Rechtsgrundlose Zahlungen auf das Teuhandkonto eines vorläufigen Insolvenzverwalters

Im vorliegend vom Bundesgerichtshof entschiedenen Fall war das Konto, auf das die Auszahlungen erfolgten, ein auf den Namen des Beklagten lautendes Treuhandkonto. Ob es sich dabei um ein Anderkonto im eigentlichen Sinne handelte, das Angehörigen bestimmter Berufsgruppen vorbehalten ist und besonderen Bedingungen unterliegt1, kann dahinstehen. Entscheidend ist, dass es sich um ein offenes Treuhandkonto handelte, aus dem allein der Beklagte persönlich gegenüber der kontoführenden Bank berechtigt und verpflichtet war, mithin um ein Vollrechts- und nicht lediglich um ein Ermächtigungstreuhandkonto.Als bloß mitbestimmender vorläufiger Insolvenzverwalter, dem die Verfügungsbefugnis über das Vermögen des Schuldners nicht übertragen war, hatte der Beklagte gar nicht die Rechtsmacht, ein Konto zu eröffnen, aus dem die Schuldnerin berechtigt und verpflichtet wurde.

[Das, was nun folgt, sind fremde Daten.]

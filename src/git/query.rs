// mgit-bridge: MGit mobile bridge
//
// SPDX-FileCopyrightText: 2026 Romeo Ahmed
// SPDX-License-Identifier: GPL-3.0-or-later

//! Git query operations using gix backend.
//!
//! ```text
//! query.rs --> GixBackend --> .git/ (no subprocess)
//! ```

use crate::error::MgitResult;
use std::path::Path;

use super::backend::{GitQuery, GixBackend};

#[must_use]
pub fn is_git_repo(path: &Path) -> bool {
    GixBackend::is_git_repo(path)
}

/// Get current branch name (None if HEAD is detached).
///
/// # Errors
///
/// Returns a `GitError` if repository discovery or head resolution fails.
pub fn current_branch(path: &Path) -> MgitResult<Option<String>> {
    GixBackend::current_branch(path)
}
//! Session records and context fingerprints.

use std::collections::HashMap;

use chrono::{DateTime, Utc};
use serde::{Deserialize, Serialize};
use serde_json::Value;
use sha2::{Digest, Sha256};

/// Size, hash, and sample of a context blob. The sample is what the root LM
/// sees; the full content never enters a prompt.
#[derive(Debug, Clone, PartialEq, Eq, Serialize, Deserialize)]
pub struct ContextMetadata {
    pub size: usize,
    pub sha256: String,
    pub sample: String,
}

impl ContextMetadata {
    const SAMPLE_CHARS: usize = 200;

    pub fn of(context: &str) -> Self {
        let mut hasher = Sha256::new();
        hasher.update(context.as_bytes());
        let sample: String = context.chars().take(Self::SAMPLE_CHARS).collect();
        Self {
            size: context.chars().count(),
            sha256: format!("{:x}", hasher.finalize()),
            sample,
        }
    }
}

/// A session groups executions and carries persistent memory between runs.
#[derive(Debug, Clone, Serialize, Deserialize)]
pub struct Session {
    pub id: String,
    pub name: String,
    #[serde(default, skip_serializing_if = "Option::is_none")]
    pub context: Option<String>,
    #[serde(default, skip_serializing_if = "Option::is_none")]
    pub context_metadata: Option<ContextMetadata>,
    #[serde(default)]
    pub memory: HashMap<String, Value>,
    pub created_at: DateTime<Utc>,
    pub updated_at: DateTime<Utc>,
}

impl Session {
    pub fn new(name: String, context: Option<String>) -> Self {
        let now = Utc::now();
        let context_metadata = context.as_deref().map(ContextMetadata::of);
        Self {
            id: uuid::Uuid::new_v4().to_string(),
            name,
            context,
            context_metadata,
            memory: HashMap::new(),
            created_at: now,
            updated_at: now,
        }
    }
}

#[cfg(test)]
mod tests {
    use super::*;

    #[test]
    fn test_context_metadata_sha256() {
        let meta = ContextMetadata::of("hello");
        assert_eq!(meta.size, 5);
        assert_eq!(
            meta.sha256,
            "2cf24dba5fb0a30e26e83b2ac5b9e29e1b161e5c1fa7425e73043362938b9824"
        );
        assert_eq!(meta.sample, "hello");
    }

    #[test]
    fn test_context_metadata_sample_truncated() {
        let long = "x".repeat(1000);
        let meta = ContextMetadata::of(&long);
        assert_eq!(meta.size, 1000);
        assert_eq!(meta.sample.len(), 200);
    }

    #[test]
    fn test_session_new_fingerprints_context() {
        let session = Session::new("s".into(), Some("abc".into()));
        let meta = session.context_metadata.unwrap();
        assert_eq!(meta.size, 3);
        assert!(session.memory.is_empty());
    }
}
use thiserror::Error;

#[derive(Debug, Error)]
pub enum LlmError {
    #[error("Provider not found for model: {0}")]
    ProviderNotFound(String),

    #[error("Authentication error: {0}")]
    AuthenticationError(String),

    #[error("Rate limit exceeded: retry after {retry_after:?}s")]
    RateLimitExceeded { retry_after: Option<u64> },

    #[error("API error ({status}): {message}")]
    ApiError { status: u16, message: String },

    #[error("Network error: {0}")]
    NetworkError(String),

    #[error("Timeout")]
    Timeout,

    #[error("Serialization error: {0}")]
    SerializationError(String),

    #[error("Invalid request: {0}")]
    InvalidRequest(String),
}

impl LlmError {
    /// Errors worth retrying: connection-level failures, server errors,
    /// and rate limits.
    pub fn is_transient(&self) -> bool {
        match self {
            LlmError::NetworkError(_) | LlmError::RateLimitExceeded { .. } => true,
            LlmError::ApiError { status, .. } => *status >= 500,
            _ => false,
        }
    }
}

Geld, das Drittschuldner auf ein solches Vollrechtstreuhandkonto einzahlen, fällt nicht in das Vermögen des späteren Insolvenzschuldners und nach Insolvenzeröffnung auch nicht in die Insolvenzmasse. Durch die Überweisungen der beiden Banken an den Beklagten hat die Schuldnerin deshalb nichts erlangt, was nach Bereicherungsrecht herauszugeben wäre2. Die Klägerin kann deshalb hinsichtlich ihres Rückforderungsanspruchs aus abgetretenem Recht der beiden Banken nicht auf das Insolvenzverfahren verwiesen werden.

Das Leistungsverhältnis, in dem eine bereicherungsrechtliche Rückabwicklung zu erfolgen hat, ist in diesem Fall das Verhältnis zwischen der überweisenden Bank und dem vorläufigen Insolvenzverwalter als Inhaber des Treuhandkontos3. Die Zahlung auf ein Treuhandkonto, dessen Rechtsinhaber der Treuhänder ist, stellt eine Vermögensverschiebung an den Treuhänder und nicht an den Treugeber dar. Der Bereicherungsanspruch des Leistenden bei rechtsgrundloser Zahlung entsteht daher gegen den Treuhänder und nicht gegen den Treugeber4. Der Umstand, dass die Banken durch die Überweisungen einen Auszahlungsanspruch der Schuldnerin erfüllen und letztlich deren Vermögen mehren wollten, rechtfertigt keine andere Beurteilung. Denn aufgrund der dem Beklagten vom Insolvenzgericht erteilten Ermächtigung, Forderungen der Schuldnerin einzuziehen, konnten die Banken durch die Zahlung an den Beklagten ihre vermeintliche Verbindlichkeit gegenüber der Schuldnerin erfüllen. Sie zahlten an den vorläufigen Verwalter statt an die Schuldnerin.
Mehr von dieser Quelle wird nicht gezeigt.